Vila Real foi a cidade escolhida para a Cimeira
Ibérica agendada para os próximos dias 29 e 30. Conhecidos os fracassos das anteriores
(em especial da última, em Baiona, entre Rajoy e Passos Coelho, que durou
apenas três horas e não deu em nada…), é já grande o frenesim em torno desta,
que promete, no mínimo, um certo esplendor mediático para Vila Real colocando-a
no mapa das grandes decisões transnacionais.

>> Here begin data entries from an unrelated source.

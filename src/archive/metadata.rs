// src/archive/metadata.rs

//! Conda package metadata parsing
//!
//! Reads `info/index.json` (required) and the optional `info/about.json`,
//! `info/link.json` and `info/recipe/meta.yaml`.

use crate::artifact::dependency_name;
use crate::error::{Error, Result};
use serde::Deserialize;
use std::collections::BTreeMap;
use std::fs;
use std::path::Path;
use tracing::debug;

use super::INDEX_JSON;

#[derive(Debug, Deserialize)]
struct IndexJson {
    name: String,
    version: String,
    build: String,
    #[serde(default)]
    build_number: u64,
    #[serde(default)]
    subdir: Option<String>,
    #[serde(default)]
    depends: Vec<String>,
    #[serde(default)]
    license: Option<String>,
    /// `"python"`, `"generic"`, or `true` in very old packages
    #[serde(default)]
    noarch: Option<serde_json::Value>,
}

#[derive(Debug, Default, Deserialize)]
struct AboutJson {
    #[serde(default)]
    summary: Option<String>,
    #[serde(default)]
    home: Option<String>,
    #[serde(default)]
    license: Option<String>,
}

#[derive(Debug, Default, Deserialize)]
struct LinkJson {
    #[serde(default)]
    noarch: Option<LinkNoarch>,
}

#[derive(Debug, Default, Deserialize)]
struct LinkNoarch {
    #[serde(default)]
    entry_points: Vec<String>,
}

#[derive(Debug, Default, Deserialize)]
struct MetaYaml {
    #[serde(default)]
    requirements: Option<MetaRequirements>,
    #[serde(default)]
    build: Option<MetaBuild>,
}

#[derive(Debug, Default, Deserialize)]
struct MetaRequirements {
    #[serde(default)]
    build: Option<Vec<String>>,
    #[serde(default)]
    host: Option<Vec<String>>,
}

#[derive(Debug, Default, Deserialize)]
struct MetaBuild {
    #[serde(default)]
    entry_points: Option<Vec<String>>,
}

/// Everything read from a package's `info/` directory
#[derive(Debug, Clone, Default, PartialEq, Eq)]
pub struct PackageMetadata {
    pub name: String,
    pub version: String,
    pub build: String,
    pub build_number: u64,
    pub subdir: Option<String>,
    pub noarch: Option<String>,
    pub run_depends: Vec<String>,
    pub build_depends: Vec<String>,
    pub entry_points: BTreeMap<String, String>,
    pub summary: Option<String>,
    pub license: Option<String>,
    pub home: Option<String>,
}

impl PackageMetadata {
    /// Read metadata from an unpacked package root
    pub fn read(root: &Path) -> Result<Self> {
        let index_path = root.join(INDEX_JSON);
        let missing = |reason: String| Error::MissingMetadata {
            path: index_path.display().to_string(),
            reason,
        };

        let content = fs::read_to_string(&index_path).map_err(|e| missing(e.to_string()))?;
        let index: IndexJson =
            serde_json::from_str(&content).map_err(|e| missing(e.to_string()))?;

        let about: AboutJson = read_optional_json(&root.join("info/about.json"));
        let link: LinkJson = read_optional_json(&root.join("info/link.json"));
        let meta = read_meta_yaml(&root.join("info/recipe/meta.yaml"));

        let mut entry_points = BTreeMap::new();
        let declared = link
            .noarch
            .map(|n| n.entry_points)
            .filter(|e| !e.is_empty())
            .or_else(|| meta.build.and_then(|b| b.entry_points))
            .unwrap_or_default();
        for spec in &declared {
            match parse_entry_point(spec) {
                Some((name, target)) => {
                    entry_points.insert(name, target);
                }
                None => debug!("Ignoring malformed entry point '{}'", spec),
            }
        }

        let build_depends = meta
            .requirements
            .map(|r| {
                let mut names: Vec<String> = Vec::new();
                for decl in r.build.into_iter().chain(r.host).flatten() {
                    push_unique(&mut names, dependency_name(&decl));
                }
                names
            })
            .unwrap_or_default();

        let mut run_depends = Vec::new();
        for decl in &index.depends {
            push_unique(&mut run_depends, dependency_name(decl));
        }

        let noarch = match index.noarch {
            Some(serde_json::Value::String(kind)) => Some(kind),
            Some(serde_json::Value::Bool(true)) => Some("generic".to_string()),
            _ => None,
        };

        Ok(Self {
            name: index.name,
            version: index.version,
            build: index.build,
            build_number: index.build_number,
            subdir: index.subdir,
            noarch,
            run_depends,
            build_depends,
            entry_points,
            summary: about.summary,
            license: about.license.or(index.license),
            home: about.home,
        })
    }
}

/// Split `name = module:function` into its two halves
pub fn parse_entry_point(spec: &str) -> Option<(String, String)> {
    let (name, target) = spec.split_once('=')?;
    let name = name.trim();
    let target = target.trim();
    if name.is_empty() || !target.contains(':') {
        return None;
    }
    Some((name.to_string(), target.to_string()))
}

fn push_unique(names: &mut Vec<String>, name: &str) {
    if !name.is_empty() && !names.iter().any(|n| n == name) {
        names.push(name.to_string());
    }
}

fn read_optional_json<T: for<'de> Deserialize<'de> + Default>(path: &Path) -> T {
    let Ok(content) = fs::read_to_string(path) else {
        return T::default();
    };
    serde_json::from_str(&content).unwrap_or_else(|e| {
        debug!("Ignoring unparsable {}: {}", path.display(), e);
        T::default()
    })
}

/// Rendered recipes are best effort: some still carry template residue
fn read_meta_yaml(path: &Path) -> MetaYaml {
    let Ok(content) = fs::read_to_string(path) else {
        return MetaYaml::default();
    };
    serde_yaml::from_str(&content).unwrap_or_else(|e| {
        debug!("Ignoring unparsable {}: {}", path.display(), e);
        MetaYaml::default()
    })
}

#[cfg(test)]
mod tests {
    use super::*;

    fn write(root: &Path, rel: &str, content: &str) {
        let path = root.join(rel);
        fs::create_dir_all(path.parent().unwrap()).unwrap();
        fs::write(path, content).unwrap();
    }

    #[test]
    fn test_read_index_json() {
        let dir = tempfile::tempdir().unwrap();
        write(
            dir.path(),
            "info/index.json",
            r#"{"name": "re2", "version": "2016.11.01", "build": "h1234_0",
                "build_number": 3, "subdir": "linux-64",
                "depends": ["libgcc-ng >=7.3.0", "libstdcxx-ng >=7.3.0", "libgcc-ng"],
                "license": "BSD-3-Clause"}"#,
        );

        let meta = PackageMetadata::read(dir.path()).unwrap();
        assert_eq!(meta.name, "re2");
        assert_eq!(meta.build_number, 3);
        assert_eq!(meta.subdir.as_deref(), Some("linux-64"));
        assert_eq!(meta.run_depends, vec!["libgcc-ng", "libstdcxx-ng"]);
        assert_eq!(meta.license.as_deref(), Some("BSD-3-Clause"));
        assert!(meta.noarch.is_none());
    }

    #[test]
    fn test_missing_index_json() {
        let dir = tempfile::tempdir().unwrap();
        assert!(matches!(
            PackageMetadata::read(dir.path()),
            Err(Error::MissingMetadata { .. })
        ));
    }

    #[test]
    fn test_unparsable_index_json() {
        let dir = tempfile::tempdir().unwrap();
        write(dir.path(), "info/index.json", "{not json");
        assert!(matches!(
            PackageMetadata::read(dir.path()),
            Err(Error::MissingMetadata { .. })
        ));
    }

    #[test]
    fn test_entry_points_from_link_json() {
        let dir = tempfile::tempdir().unwrap();
        write(
            dir.path(),
            "info/index.json",
            r#"{"name": "tool", "version": "1.0", "build": "py_0", "noarch": "python"}"#,
        );
        write(
            dir.path(),
            "info/link.json",
            r#"{"noarch": {"type": "python", "entry_points": ["tool = tool.cli:main", "broken"]}}"#,
        );
        write(
            dir.path(),
            "info/about.json",
            r#"{"summary": "A tool", "home": "https://example.org", "license": "MIT"}"#,
        );

        let meta = PackageMetadata::read(dir.path()).unwrap();
        assert_eq!(meta.noarch.as_deref(), Some("python"));
        assert_eq!(meta.entry_points.len(), 1);
        assert_eq!(meta.entry_points["tool"], "tool.cli:main");
        assert_eq!(meta.summary.as_deref(), Some("A tool"));
        assert_eq!(meta.license.as_deref(), Some("MIT"));
    }

    #[test]
    fn test_meta_yaml_build_requirements_and_fallback_entry_points() {
        let dir = tempfile::tempdir().unwrap();
        write(
            dir.path(),
            "info/index.json",
            r#"{"name": "tool", "version": "1.0", "build": "0"}"#,
        );
        write(
            dir.path(),
            "info/recipe/meta.yaml",
            "requirements:\n  build:\n    - cmake >=3.10\n  host:\n    - python 3.11\n    - cmake\nbuild:\n  entry_points:\n    - tool = tool:main\n",
        );

        let meta = PackageMetadata::read(dir.path()).unwrap();
        assert_eq!(meta.build_depends, vec!["cmake", "python"]);
        assert_eq!(meta.entry_points["tool"], "tool:main");
    }

    #[test]
    fn test_garbage_meta_yaml_ignored() {
        let dir = tempfile::tempdir().unwrap();
        write(
            dir.path(),
            "info/index.json",
            r#"{"name": "x", "version": "1", "build": "0"}"#,
        );
        write(dir.path(), "info/recipe/meta.yaml", "{% set v = 1 %}\n: : :");

        let meta = PackageMetadata::read(dir.path()).unwrap();
        assert!(meta.build_depends.is_empty());
    }

    #[test]
    fn test_parse_entry_point() {
        assert_eq!(
            parse_entry_point("conda-press = conda_press.main:main"),
            Some(("conda-press".to_string(), "conda_press.main:main".to_string()))
        );
        assert_eq!(parse_entry_point("no_target ="), None);
        assert_eq!(parse_entry_point("plain"), None);
    }
}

Sobre a mesa, estarão seguramente temas
de que já se vai falando, inscritos num chamado Programa Operativo de
Cooperação Transfronteiriça (POCTEP). Será assim inevitável retomar o plano de
mobilidade transfronteiriça com a projetada conexão ferroviária de TGV Sines-Lisboa-Badajoz-Madrid,
e (quem sabe?) dar ouvidos a lóbis nortenhos que reclamam a reconversão da
Linha do Douro como solução estratégica para o tráfego internacional de ligação
à restante Península e à Europa além-Pirenéus. Mas estão aí também temas
candentes como os projetos energéticos comuns, as emergências transfronteiriças
com enfoque nos incêndios (hoje as leis
proíbem que bombeiros de um país acudam a uma emergência no país vizinho se
esta ocorrer a mais de dez quilómetros…), o mercado único ibérico para o
turismo, a harmonização das titulações académicas…, e só por milagre é que não cairá
na mesa a incontornável questão da central nuclear de Almaraz, agora que os
dois governos parecem entender-se, ainda que perante a revolta persistente dos
ambientalistas.
Está bem de ver que não faltarão na mesa
muitos assuntos que sempre desuniram os países (e que sustentam a velha
parémia: “De Espanha nem bom vento…”), mas que hoje a vontade dos homens converte
em estratégias de união. Talvez por isso em cima da mesa desta cimeira, que por
sinal até se realiza em terras nortenhas, não irá estar um vislumbre sequer
daquilo que mais une, desde sempre, os dois povos: a cultura ancestral comum Galiza-Norte
de Portugal. E era por aí que tudo deveria começar. A Euro-Região Galiza-Norte
de Portugal, que procura afirmar-se numa lógica europeia nova, jamais chegará a
bom porto se não tiver como âncora uma consciência de comunidade transfronteiriça sustentada no património cultural
imaterial comum. Mas neste capítulo os dois governos estão claramente de costas
voltadas. Apesar dos esforços que etnógrafos portugueses e galegos
representados pela ONG “Ponte nas Ondas” travam há anos, Lisboa e Madrid ainda
não conseguiram sequer entender-se numa coisa bem simples: a apresentação da
tão almejada candidatura comum do Património Imaterial Galego-Português a
Património Mundial da UNESCO. E bem podia ser agora.